Stored items:
****************
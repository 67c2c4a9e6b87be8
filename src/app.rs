//! Top-level application orchestration.
//!
//! `src/main.rs` is intentionally tiny; this module is the "real main" that:
//! - parses CLI arguments
//! - reads environment settings and installs logging
//! - runs the report pipeline
//! - prints the dashboard and writes optional exports

use clap::Parser;
use tracing::info;

use crate::cli::{Command, DataArgs, ReportArgs, SampleArgs};
use crate::config::Settings;
use crate::domain::{CampaignId, ReportConfig, RunConfig, StatsMode};
use crate::error::AppError;
use crate::report::format::PlotSize;

pub mod pipeline;

/// Entry point for the `abdash` binary.
pub fn run() -> Result<(), AppError> {
    // We want `abdash` and `abdash --data x.csv` to behave like `abdash report ...`.
    //
    // Clap requires a subcommand name, so we do a small, explicit rewrite of the
    // argv list before parsing.
    let argv = rewrite_args(std::env::args().collect());
    let cli = crate::cli::Cli::parse_from(argv);
    let settings = Settings::from_env();

    match cli.command {
        Command::Report(args) => {
            settings.init_logging();
            handle_report(&args, &settings)
        }
        // No stderr subscriber: log lines would tear the alternate screen.
        Command::Tui(args) => crate::tui::run(&args, &settings),
        Command::Sample(args) => {
            settings.init_logging();
            handle_sample(&args)
        }
    }
}

fn handle_report(args: &ReportArgs, settings: &Settings) -> Result<(), AppError> {
    let config = run_config_from_args(args, settings);
    let dashboard = pipeline::run_report(&config.data_path, &config.report)?;

    let plot = config.plot.then_some(PlotSize {
        width: config.plot_width,
        height: config.plot_height,
    });
    println!("{}", crate::report::format_dashboard(&dashboard, plot));

    // Optional exports.
    if let Some(path) = &config.export_json {
        crate::io::export::write_dashboard_json(path, &dashboard)?;
    }
    if let Some(path) = &config.export_html {
        crate::io::export::write_dashboard_html(path, &dashboard)?;
    }
    if let Some(path) = &config.export_summary {
        let rows = crate::report::campaign_summary_rows(&dashboard.campaign_summary);
        crate::io::export::write_summary_csv(path, &rows)?;
    }

    Ok(())
}

fn handle_sample(args: &SampleArgs) -> Result<(), AppError> {
    let rows = crate::data::generate_sample(args.rows, args.seed)?;
    crate::data::write_sample_csv(&args.out, &rows)?;
    info!(rows = rows.len(), seed = args.seed, "sample generated");
    println!("Wrote {} rows to {}", rows.len(), args.out.display());
    Ok(())
}

/// Report configuration from the shared data flags.
pub fn report_config_from_args(args: &DataArgs) -> ReportConfig {
    let mut config = ReportConfig::default();
    if !args.campaigns.is_empty() {
        config.target_campaigns = args.campaigns.iter().map(|c| CampaignId::new(c.as_str())).collect();
    }
    if args.recompute_stats {
        config.stats_mode = StatsMode::Recomputed;
    }
    config
}

pub fn run_config_from_args(args: &ReportArgs, settings: &Settings) -> RunConfig {
    RunConfig {
        data_path: args.data.data.clone().unwrap_or_else(|| settings.data_path.clone()),
        report: report_config_from_args(&args.data),
        plot: !args.no_plot,
        plot_width: args.width,
        plot_height: args.height,
        export_json: args.export_json.clone(),
        export_html: args.export_html.clone(),
        export_summary: args.export_summary.clone(),
    }
}

/// Rewrite argv so `abdash` defaults to `abdash report`.
///
/// Rules:
/// - `abdash`                      -> `abdash report`
/// - `abdash --data x.csv ...`     -> `abdash report --data x.csv ...`
/// - `abdash --help/--version/-h`  -> unchanged (show top-level help/version)
fn rewrite_args(mut argv: Vec<String>) -> Vec<String> {
    let Some(arg1) = argv.get(1).cloned() else {
        argv.push("report".to_string());
        return argv;
    };

    let is_top_level_help_or_version = matches!(
        arg1.as_str(),
        "-h" | "--help" | "-V" | "--version" | "help"
    );
    if is_top_level_help_or_version {
        return argv;
    }

    let is_subcommand = matches!(arg1.as_str(), "report" | "tui" | "sample");
    if is_subcommand {
        return argv;
    }

    // If the first token is a flag, treat it as "report flags".
    if arg1.starts_with('-') {
        argv.insert(1, "report".to_string());
        return argv;
    }

    // Otherwise, leave as-is.
    argv
}

#[cfg(test)]
mod tests {
    use super::*;
    use std::path::PathBuf;

    fn args(list: &[&str]) -> Vec<String> {
        list.iter().map(|s| s.to_string()).collect()
    }

    #[test]
    fn bare_invocation_runs_report() {
        assert_eq!(rewrite_args(args(&["abdash"])), args(&["abdash", "report"]));
        assert_eq!(
            rewrite_args(args(&["abdash", "--no-plot"])),
            args(&["abdash", "report", "--no-plot"])
        );
        assert_eq!(rewrite_args(args(&["abdash", "tui"])), args(&["abdash", "tui"]));
        assert_eq!(rewrite_args(args(&["abdash", "--help"])), args(&["abdash", "--help"]));
    }

    #[test]
    fn cli_overrides_environment() {
        let settings = Settings {
            data_path: PathBuf::from("env.csv"),
            log_filter: "warn".to_string(),
        };
        let cli = crate::cli::Cli::parse_from(args(&["abdash", "report", "-c", "936", "--no-plot"]));
        let Command::Report(report) = cli.command else {
            panic!("report expected");
        };

        let config = run_config_from_args(&report, &settings);
        assert_eq!(config.data_path, PathBuf::from("env.csv"));
        assert_eq!(config.report.target_campaigns, vec![CampaignId::new("936")]);
        assert_eq!(config.report.stats_mode, StatsMode::Published);
        assert!(!config.plot);

        let cli = crate::cli::Cli::parse_from(args(&["abdash", "report", "--data", "flag.csv"]));
        let Command::Report(report) = cli.command else {
            panic!("report expected");
        };
        assert_eq!(run_config_from_args(&report, &settings).data_path, PathBuf::from("flag.csv"));
    }
}
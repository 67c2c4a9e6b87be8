//! HTML dashboard generation.
//!
//! Produces one self-contained page: inline CSS, the dashboard blocks as
//! HTML, and every figure embedded as Plotly JSON. Plotly itself is loaded
//! from its CDN and draws the figures client-side.

use serde_json::{Map, Value, json};

use crate::charts::{Axis, Cell, Figure, Trace};
use crate::error::AppError;
use crate::report::{Block, CampaignSummaryRow, Dashboard, MetricCallout};

const PLOTLY_CDN: &str = "https://cdn.plot.ly/plotly-2.35.2.min.js";

/// Render the dashboard as a standalone HTML page.
pub fn render_page(dashboard: &Dashboard) -> Result<String, AppError> {
    let mut figures: Vec<Value> = Vec::new();
    let mut body = String::new();
    for block in &dashboard.blocks {
        render_block(&mut body, block, &mut figures);
    }

    let figures_json = serde_json::to_string(&figures)
        .map_err(|e| AppError::new(4, format!("Failed to serialise figures: {e}")))?;

    let truncated = if dashboard.truncated { " (truncated)" } else { "" };

    Ok(format!(
        r#"<!DOCTYPE html>
<html lang="en">
<head>
    <meta charset="UTF-8">
    <meta name="viewport" content="width=device-width, initial-scale=1.0">
    <title>{title}</title>
    <style>{css}</style>
    <script src="{cdn}"></script>
</head>
<body>
    <div class="container">
        {body}
        <footer>Rows loaded: {rows}{truncated} | generated {generated}</footer>
    </div>
    <script>
const FIGURES = {figures};
FIGURES.forEach((fig, i) => {{
    Plotly.newPlot("figure-" + i, fig.data, fig.layout, {{responsive: true}});
}});
    </script>
</body>
</html>"#,
        title = html_escape(&page_title(dashboard)),
        css = inline_css(),
        cdn = PLOTLY_CDN,
        body = body,
        rows = dashboard.rows_loaded,
        truncated = truncated,
        generated = html_escape(&dashboard.generated_at),
        figures = script_safe(&figures_json),
    ))
}

fn page_title(dashboard: &Dashboard) -> String {
    dashboard
        .blocks
        .iter()
        .find_map(|b| match b {
            Block::Title { text } => Some(text.clone()),
            _ => None,
        })
        .unwrap_or_else(|| "Dashboard".to_string())
}

fn render_block(out: &mut String, block: &Block, figures: &mut Vec<Value>) {
    match block {
        Block::Title { text } => out.push_str(&format!("<h1>{}</h1>\n", html_escape(text))),
        Block::Subheader { text } => out.push_str(&format!("<h2>{}</h2>\n", html_escape(text))),
        Block::Markdown { text } => out.push_str(&markdown_to_html(text)),
        Block::Notice { text } => out.push_str(&format!("<div class=\"notice\">{}</div>\n", html_escape(text))),
        Block::Figure { figure } => {
            out.push_str(&format!("<div class=\"figure\" id=\"figure-{}\"></div>\n", figures.len()));
            figures.push(plotly_spec(figure));
        }
        Block::Columns { columns } => {
            out.push_str("<div class=\"columns\">\n");
            for column in columns {
                out.push_str("<div class=\"column\">\n");
                for b in column {
                    render_block(out, b, figures);
                }
                out.push_str("</div>\n");
            }
            out.push_str("</div>\n");
        }
        Block::Metrics { items } => out.push_str(&render_metrics(items)),
        Block::CampaignSummary { rows } => out.push_str(&render_summary_table(rows)),
    }
}

fn render_metrics(items: &[MetricCallout]) -> String {
    let mut out = String::new();
    for m in items {
        out.push_str(&format!(
            "<div class=\"metric\"><div class=\"metric-label\">{}</div><div class=\"metric-value\">{}</div></div>\n",
            html_escape(&m.label),
            html_escape(&m.value)
        ));
    }
    out
}

fn render_summary_table(rows: &[CampaignSummaryRow]) -> String {
    let mut out = String::from(
        "<table>\n<thead><tr><th>campaign_id</th><th>gender</th><th>clicks</th><th>spent</th>\
         <th>approved_conversion</th><th>Conversion Rate</th></tr></thead>\n<tbody>\n",
    );
    for r in rows {
        out.push_str(&format!(
            "<tr><td>{}</td><td>{}</td><td class=\"num\">{}</td><td class=\"num\">{:.2}</td>\
             <td class=\"num\">{}</td><td class=\"num\">{:.6}</td></tr>\n",
            html_escape(r.campaign_id.as_str()),
            r.gender,
            r.clicks,
            r.spent,
            r.approved_conversion,
            r.conversion_rate
        ));
    }
    out.push_str("</tbody>\n</table>\n");
    out
}
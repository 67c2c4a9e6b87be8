//! Terminal plotting.

pub mod ascii;

pub use ascii::render_figure;
//! Per-row ratio metrics.

use serde::Serialize;

use crate::domain::AdRecord;

/// Click-through rate: `clicks / impressions`.
///
/// There is no zero guard on the denominator: with zero impressions the rate is
/// undefined and `None` is returned.
pub fn ctr(clicks: f64, impressions: f64) -> Option<f64> {
    if impressions == 0.0 {
        return None;
    }
    Some(clicks / impressions)
}

/// Conversion rate: `approved / clicks`, where zero clicks count as one click.
///
/// Only the denominator is floored, so zero clicks with approved conversions
/// yields the approved count itself.
pub fn conversion_rate(approved: f64, clicks: f64) -> f64 {
    let denom = if clicks == 0.0 { 1.0 } else { clicks };
    approved / denom
}

/// A record paired with its derived ratios.
#[derive(Debug, Clone, Serialize)]
pub struct DerivedRow {
    pub record: AdRecord,
    pub ctr: Option<f64>,
    pub conversion_rate: Option<f64>,
}

/// Add CTR and conversion rate to every record.
pub fn derive_ratios(records: &[AdRecord]) -> Vec<DerivedRow> {
    records
        .iter()
        .map(|r| {
            let clicks = r.clicks.map(|v| v as f64);
            let impressions = r.impressions.map(|v| v as f64);
            let approved = r.approved_conversion.map(|v| v as f64);

            DerivedRow {
                record: r.clone(),
                ctr: clicks.zip(impressions).and_then(|(c, i)| ctr(c, i)),
                conversion_rate: approved.zip(clicks).map(|(a, c)| conversion_rate(a, c)),
            }
        })
        .collect()
}
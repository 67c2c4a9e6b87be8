//! Synthetic data for demos and tests.

pub mod sample;

pub use sample::{DEFAULT_ROWS, DEFAULT_SEED, SampleRow, generate_sample, write_sample_csv};
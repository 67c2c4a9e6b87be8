//! Shapiro-Wilk test for normality.
//!
//! Royston's (1995) approximation:
//! - coefficients from normal order-statistic scores with polynomial corrections for the two
//!   most extreme pairs
//! - `W` computed as the squared correlation between the sorted sample and the coefficients
//! - p-value from a normalising transform of `ln(1 - W)` (separate fits for `n <= 11` and `n >= 12`)
//!
//! Valid for `3 <= n <= 5000`.

use std::f64::consts::PI;

use serde::{Deserialize, Serialize};
use statrs::distribution::{ContinuousCDF, Normal};

use crate::stats::StatsError;

pub const MIN_N: usize = 3;
pub const MAX_N: usize = 5000;

const C1: [f64; 6] = [0.0, 0.221157, -0.147981, -2.07119, 4.434685, -2.706056];
const C2: [f64; 6] = [0.0, 0.042981, -0.293762, -1.752461, 5.682633, -3.582633];
const C3: [f64; 4] = [0.544, -0.39978, 0.025054, -6.714e-4];
const C4: [f64; 4] = [1.3822, -0.77857, 0.062767, -0.0020322];
const C5: [f64; 4] = [-1.5861, -0.31082, -0.083751, 0.0038915];
const C6: [f64; 3] = [-0.4803, -0.082676, 0.0030302];
const G: [f64; 2] = [-2.273, 0.459];

/// Test outcome.
#[derive(Debug, Clone, Copy, PartialEq, Serialize, Deserialize)]
pub struct ShapiroWilk {
    pub n: usize,
    pub w: f64,
    pub p_value: f64,
}

/// Run the test on `sample` (order does not matter; non-finite values are rejected).
pub fn shapiro_wilk(sample: &[f64]) -> Result<ShapiroWilk, StatsError> {
    let n = sample.len();
    if n < MIN_N {
        return Err(StatsError::TooFewObservations { needed: MIN_N, got: n });
    }
    if n > MAX_N {
        return Err(StatsError::TooManyObservations { max: MAX_N, got: n });
    }
    if sample.iter().any(|v| !v.is_finite()) {
        return Err(StatsError::NonFinite);
    }

    let mut x = sample.to_vec();
    x.sort_by(f64::total_cmp);

    let range = x[n - 1] - x[0];
    if range < 1e-19 {
        return Err(StatsError::ZeroRange);
    }

    let half = coefficients(n);
    let coef: Vec<f64> = (0..n)
        .map(|i| {
            let j = n - 1 - i;
            match i.cmp(&j) {
                std::cmp::Ordering::Less => -half[i],
                std::cmp::Ordering::Greater => half[j],
                std::cmp::Ordering::Equal => 0.0,
            }
        })
        .collect();

    // Squared correlation between coefficients and data, written as `1 - w1`
    // so values of W close to 1 keep their precision.
    let xs: Vec<f64> = x.iter().map(|v| v / range).collect();
    let mean_a = coef.iter().sum::<f64>() / n as f64;
    let mean_x = xs.iter().sum::<f64>() / n as f64;
    let (mut ssa, mut ssx, mut sax) = (0.0, 0.0, 0.0);
    for (a, v) in coef.iter().zip(&xs) {
        let da = a - mean_a;
        let dx = v - mean_x;
        ssa += da * da;
        ssx += dx * dx;
        sax += da * dx;
    }
    let ssassx = (ssa * ssx).sqrt();
    let w1 = ((ssassx - sax) * (ssassx + sax) / (ssa * ssx)).max(0.0);
    let w = 1.0 - w1;

    Ok(ShapiroWilk {
        n,
        w,
        p_value: p_value(n, w, w1),
    })
}

/// Positive half of the antisymmetric coefficient vector, most extreme pair first.
fn coefficients(n: usize) -> Vec<f64> {
    let nn2 = n / 2;
    if n == 3 {
        return vec![0.5_f64.sqrt()];
    }

    let an = n as f64;
    let an25 = an + 0.25;
    // Scores of the lower half (negative values).
    let normal = Normal::standard();
    let m: Vec<f64> = (1..=nn2).map(|i| normal.inverse_cdf((i as f64 - 0.375) / an25)).collect();
    let summ2 = 2.0 * m.iter().map(|v| v * v).sum::<f64>();
    let ssumm2 = summ2.sqrt();
    let rsn = 1.0 / an.sqrt();

    let a1 = poly(&C1, rsn) - m[0] / ssumm2;
    let mut a = vec![0.0; nn2];
    a[0] = a1;

    let (first_plain, fac) = if n > 5 {
        let a2 = -m[1] / ssumm2 + poly(&C2, rsn);
        a[1] = a2;
        let fac = ((summ2 - 2.0 * m[0] * m[0] - 2.0 * m[1] * m[1]) / (1.0 - 2.0 * a1 * a1 - 2.0 * a2 * a2)).sqrt();
        (2, fac)
    } else {
        let fac = ((summ2 - 2.0 * m[0] * m[0]) / (1.0 - 2.0 * a1 * a1)).sqrt();
        (1, fac)
    };

    for i in first_plain..nn2 {
        a[i] = -m[i] / fac;
    }
    a
}

fn p_value(n: usize, w: f64, w1: f64) -> f64 {
    if n == 3 {
        // Exact distribution for n = 3.
        let stqr = (0.75_f64).sqrt().asin();
        let p = 6.0 / PI * (w.max(0.75).sqrt().asin() - stqr);
        return p.clamp(0.0, 1.0);
    }

    let an = n as f64;
    let mut y = w1.ln();
    let (m, s) = if n <= 11 {
        let gamma = poly(&G, an);
        if y >= gamma {
            return 1e-99;
        }
        y = -(gamma - y).ln();
        (poly(&C3, an), poly(&C4, an).exp())
    } else {
        let xx = an.ln();
        (poly(&C5, xx), poly(&C6, xx).exp())
    };

    Normal::standard().sf((y - m) / s).clamp(0.0, 1.0)
}

/// `c[0] + c[1] x + c[2] x^2 + ...`
fn poly(c: &[f64], x: f64) -> f64 {
    c.iter().rev().fold(0.0, |acc, &ci| acc * x + ci)
}

#[cfg(test)]
mod tests {
    use super::*;

    /// Expected normal scores: the most "normal" sample of size n there is.
    fn normal_scores(n: usize) -> Vec<f64> {
        let normal = Normal::standard();
        (1..=n)
            .map(|i| normal.inverse_cdf((i as f64 - 0.375) / (n as f64 + 0.25)))
            .collect()
    }

    #[test]
    fn normal_scores_give_w_near_one() {
        let res = shapiro_wilk(&normal_scores(100)).unwrap();
        assert!(res.w > 0.99, "w={}", res.w);
        assert!(res.p_value > 0.5, "p={}", res.p_value);
    }

    #[test]
    fn heavily_skewed_sample_is_rejected() {
        let sample: Vec<f64> = (1..=60).map(|i| (i as f64 / 6.0).exp()).collect();
        let res = shapiro_wilk(&sample).unwrap();
        assert!(res.w < 0.85, "w={}", res.w);
        assert!(res.p_value < 1e-4, "p={}", res.p_value);
    }

    #[test]
    fn small_samples_use_the_short_branch() {
        let res = shapiro_wilk(&[2.1, 3.4, 1.9, 5.6, 4.0, 3.3, 2.8]).unwrap();
        assert!(res.w > 0.0 && res.w <= 1.0);
        assert!(res.p_value > 0.05, "p={}", res.p_value);
    }

    #[test]
    fn three_points_evenly_spaced_are_perfectly_normal() {
        let res = shapiro_wilk(&[1.0, 2.0, 3.0]).unwrap();
        assert!((res.w - 1.0).abs() < 1e-12);
        assert!((res.p_value - 1.0).abs() < 1e-6);
    }

    #[test]
    fn order_does_not_matter() {
        let a = shapiro_wilk(&[3.0, 1.0, 4.0, 1.5, 5.0, 9.0, 2.0, 6.0]).unwrap();
        let b = shapiro_wilk(&[1.0, 1.5, 2.0, 3.0, 4.0, 5.0, 6.0, 9.0]).unwrap();
        assert_eq!(a, b);
    }

    #[test]
    fn degenerate_inputs_are_errors() {
        assert!(matches!(shapiro_wilk(&[1.0, 2.0]), Err(StatsError::TooFewObservations { .. })));
        assert!(matches!(shapiro_wilk(&[2.0; 10]), Err(StatsError::ZeroRange)));
        assert!(matches!(shapiro_wilk(&[1.0, f64::NAN, 3.0]), Err(StatsError::NonFinite)));
    }
}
****************
What to work on: Give the count of lines in the data shown above that contain "meta", and nothing else.

Answer to this problem: 2